Are you learning a new language and looking for a way to improve your pronunciation? Or maybe you are trying to reduce your accent in a foreign language? Look no further, this Jupyter notebook is just for you. The primary aim of this project is to provide an automated speech recognition tool that listens, understands, and provides feedback to your spoken English or German. This is achieved by processing sound files you create while reading books.
The notebook:
- Reads all sound files you crOeate, organized by their creation date.
- Translates your spoken words into text using the latest and best speech-to-text models.
- Highlights the words where the speech recognition model's confidence was the lowest.
- Lists words that were mentioned twice, indicative of self-correction during speech.
- Over time, tracks your improvement and creates a dictionary of words, their meanings, and how often they were used.
This project provides a unique, customizable, and interactive way to track your language learning progress, acting as a personalized language coach.
#SpeechRecognition
#VoiceAnalysis
#LanguageLearning
#SpeechToText
#PronunciationImprovement
#English
#German
- pydub: A simple and easy-to-use Python library for audio file manipulation.
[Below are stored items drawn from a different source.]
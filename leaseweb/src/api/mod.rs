//! Leaseweb REST API client

mod client;
pub mod common;
pub mod dedicated_server;
mod error;
pub mod public_cloud;

#[cfg(test)]
pub(crate) mod test_helpers;

pub use client::{Client, AUTH_HEADER};
pub use error::ApiError;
Pydub lets you do stuff to audio in a way that isn't stupid.
- SpeechRecognition: Library for performing speech recognition, with support for several engines and APIs, online and offline.
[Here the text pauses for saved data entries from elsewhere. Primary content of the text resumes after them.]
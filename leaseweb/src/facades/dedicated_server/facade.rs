use crate::api::dedicated_server::{
    CreateDhcpReservationOpts, ListServersOpts, Location, Server, UpdateIpProfileOpts,
};
use crate::api::Client;
use crate::error::{Error, Result};
use crate::models::dedicated_server::{
    DedicatedServerResourceModel, DedicatedServersDataSourceModel, LocationModel,
};
use tfplug::context::Context;
use tfplug::Value;

/// Aggregates the per-concern dedicated server endpoints into one model
#[derive(Clone)]
pub struct DedicatedServerFacade {
    client: Client,
}

impl DedicatedServerFacade {
    pub fn new(client: Client) -> Self {
        Self { client }
    }

    /// Reads server, power status, public interface, main IP and DHCP lease
    pub async fn get_server(&self, ctx: &Context, id: &str) -> Result<DedicatedServerResourceModel> {
        let api = self.client.dedicated_servers();

        tracing::debug!(id = %id, "Reading dedicated server");
        let server = api.get_server(ctx, id).await?;
        let power_info = api.get_server_power_status(ctx, id).await?;

        let public_network_interface_opened = match api.get_network_interface(ctx, id).await {
            Ok(interface) => Value::known(interface.is_open()),
            Err(e) if e.is_not_found() => Value::null(),
            Err(e) => return Err(e.into()),
        };

        let (reverse_lookup, public_ip_null_routed) = match server.public_ip() {
            Some(ip) => {
                let ip = api.get_server_ip(ctx, id, ip).await?;
                (
                    Value::from_option(ip.reverse_lookup),
                    Value::known(ip.null_routed),
                )
            }
            None => (Value::null(), Value::null()),
        };

        let dhcp_lease = api
            .get_dhcp_reservation(ctx, id)
            .await?
            .and_then(|lease| lease.bootfile().map(str::to_string));

        let mut model = adapt_server(&server);
        model.powered_on = Value::known(power_info.is_powered_on());
        model.public_network_interface_opened = public_network_interface_opened;
        model.reverse_lookup = reverse_lookup;
        model.public_ip_null_routed = public_ip_null_routed;
        model.dhcp_lease = Value::from_option(dhcp_lease);
        Ok(model)
    }

    /// Ids of every server matching the known filters of `filter`
    pub async fn list_server_ids(
        &self,
        ctx: &Context,
        filter: &DedicatedServersDataSourceModel,
    ) -> Result<DedicatedServersDataSourceModel> {
        let opts = ListServersOpts {
            reference: non_empty(&filter.reference),
            site: non_empty(&filter.site),
        };

        tracing::debug!(reference = ?opts.reference, site = ?opts.site, "Listing dedicated servers");
        let servers = self
            .client
            .dedicated_servers()
            .list_servers(ctx, &opts)
            .await?;

        Ok(DedicatedServersDataSourceModel {
            reference: filter.reference.clone(),
            site: filter.site.clone(),
            ids: Value::known(servers.into_iter().map(|s| s.id).collect()),
        })
    }

    /// Applies every known setting of `desired` that differs from `current`, then reads back
    ///
    /// A null or empty `dhcp_lease` removes the reservation.
    pub async fn apply(
        &self,
        ctx: &Context,
        id: &str,
        desired: &DedicatedServerResourceModel,
        current: &DedicatedServerResourceModel,
    ) -> Result<DedicatedServerResourceModel> {
        let api = self.client.dedicated_servers();

        if let Some(reference) = changed(&desired.reference, &current.reference) {
            tracing::debug!(id = %id, "Updating dedicated server reference");
            api.update_server_reference(ctx, id, reference).await?;
        }

        if let Some(reverse_lookup) = changed(&desired.reverse_lookup, &current.reverse_lookup) {
            let ip = public_ip(id, current)?;
            let opts = UpdateIpProfileOpts {
                reverse_lookup: Some(reverse_lookup.clone()),
                ..Default::default()
            };
            api.update_ip_profile(ctx, id, ip, &opts).await?;
        }

        if let Some(null_routed) =
            changed(&desired.public_ip_null_routed, &current.public_ip_null_routed)
        {
            let ip = public_ip(id, current)?;
            if *null_routed {
                api.null_ip_route(ctx, id, ip).await?;
            } else {
                api.remove_null_ip_route(ctx, id, ip).await?;
            }
        }

        let current_lease = non_empty(&current.dhcp_lease);
        let desired_lease = match &desired.dhcp_lease {
            Value::Unknown => current_lease.clone(),
            lease => non_empty(lease),
        };
        if desired_lease != current_lease {
            if current_lease.is_some() {
                api.delete_server_dhcp_reservation(ctx, id).await?;
            }
            if let Some(bootfile) = desired_lease {
                tracing::debug!(id = %id, bootfile = %bootfile, "Creating DHCP reservation");
                let opts = CreateDhcpReservationOpts {
                    bootfile,
                    hostname: None,
                };
                api.create_server_dhcp_reservation(ctx, id, &opts).await?;
            }
        }

        if let Some(powered_on) = changed(&desired.powered_on, &current.powered_on) {
            tracing::debug!(id = %id, powered_on = %powered_on, "Switching dedicated server power");
            if *powered_on {
                api.power_server_on(ctx, id).await?;
            } else {
                api.power_server_off(ctx, id).await?;
            }
        }

        if let Some(opened) = changed(
            &desired.public_network_interface_opened,
            &current.public_network_interface_opened,
        ) {
            if *opened {
                api.open_network_interface(ctx, id).await?;
            } else {
                api.close_network_interface(ctx, id).await?;
            }
        }

        self.get_server(ctx, id).await
    }
}

/// Attributes carried by the server record itself
fn adapt_server(server: &Server) -> DedicatedServerResourceModel {
    DedicatedServerResourceModel {
        id: Value::known(server.id.clone()),
        reference: Value::from_option(server.reference().map(str::to_string)),
        public_ip: Value::from_option(server.public_ip().map(str::to_string)),
        remote_management_ip: Value::from_option(
            server.remote_management_ip().map(str::to_string),
        ),
        internal_mac: Value::from_option(server.internal_mac().map(str::to_string)),
        location: Value::from_option(server.location.as_ref().map(adapt_location)),
        ..Default::default()
    }
}

fn adapt_location(location: &Location) -> LocationModel {
    LocationModel {
        rack: Value::from_option(location.rack.clone()),
        site: Value::from_option(location.site.clone()),
        suite: Value::from_option(location.suite.clone()),
        unit: Value::from_option(location.unit.clone()),
    }
}

fn changed<'a, T: PartialEq>(desired: &'a Value<T>, current: &Value<T>) -> Option<&'a T> {
    match (desired.as_known(), current.as_known()) {
        (Some(desired), Some(current)) if desired == current => None,
        (desired, _) => desired,
    }
}

fn non_empty(value: &Value<String>) -> Option<String> {
    value.as_known().filter(|v| !v.is_empty()).cloned()
}

fn public_ip<'a>(id: &str, current: &'a DedicatedServerResourceModel) -> Result<&'a str> {
    current
        .public_ip
        .as_known()
        .map(String::as_str)
        .ok_or_else(|| Error::Configuration(format!("server {} has no public ip", id)))
}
- wave: A Python interface to the WAV sound format. It provides support for operations such as reading from and writing to WAV files.
- os: The OS module in Python provides functions for interacting with the operating system. We can use this library to get the list of sound files and their creation dates.
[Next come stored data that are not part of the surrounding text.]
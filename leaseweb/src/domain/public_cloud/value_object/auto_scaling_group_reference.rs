use crate::domain::public_cloud::DomainError;
use std::fmt;

#[derive(Debug, Clone, PartialEq, Eq)]
pub struct AutoScalingGroupReference(String);

impl AutoScalingGroupReference {
    pub const MAX_LENGTH: usize = 255;

    pub fn new(value: &str) -> Result<Self, DomainError> {
        let length = value.chars().count();
        if length > Self::MAX_LENGTH {
            return Err(DomainError::ReferenceTooLong {
                length,
                max: Self::MAX_LENGTH,
            });
        }
        Ok(Self(value.to_string()))
    }

    pub fn as_str(&self) -> &str {
        &self.0
    }
}

impl fmt::Display for AutoScalingGroupReference {
    fn fmt(&self, f: &mut fmt::Formatter<'_>) -> fmt::Result {
        f.write_str(&self.0)
    }
}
- NLTK (Natural Language Toolkit): A leading platform for building Python programs to work with human language data.
- DeepSpeech: An open-source Speech-To-Text engine by Mozilla. It uses machine learning techniques and might be used as an alternative to other services.
- pandas: A library providing high-performance, easy-to-use data structures, and data analysis tools for Python.
- numpy: A Python library adding support for large, multi-dimensional arrays and matrices, along with a large collection of high-level mathematical functions to operate on these arrays.
- matplotlib: A Python plotting library which produces quality figures in a variety of hardcopy formats and interactive environments.
- python-Levenshtein: It provides the Levenshtein distance which can be used to calculate the similarity between words, useful for spell checking and correction.
- datetime: Basic date and time types in Python, useful for managing file dates.
- pyAudioAnalysis: An open-source Python library for audio signal analysis.
- gTTS (Google Text-to-Speech): A Python interface for Google's Text to Speech API.
- librosa: A Python package for music and audio analysis.
- gensim: A Python library for topic modelling, document indexing, and similarity retrieval with large corpora.
This project is beginner-friendly, and all contributions are welcome. Happy learning and happy coding!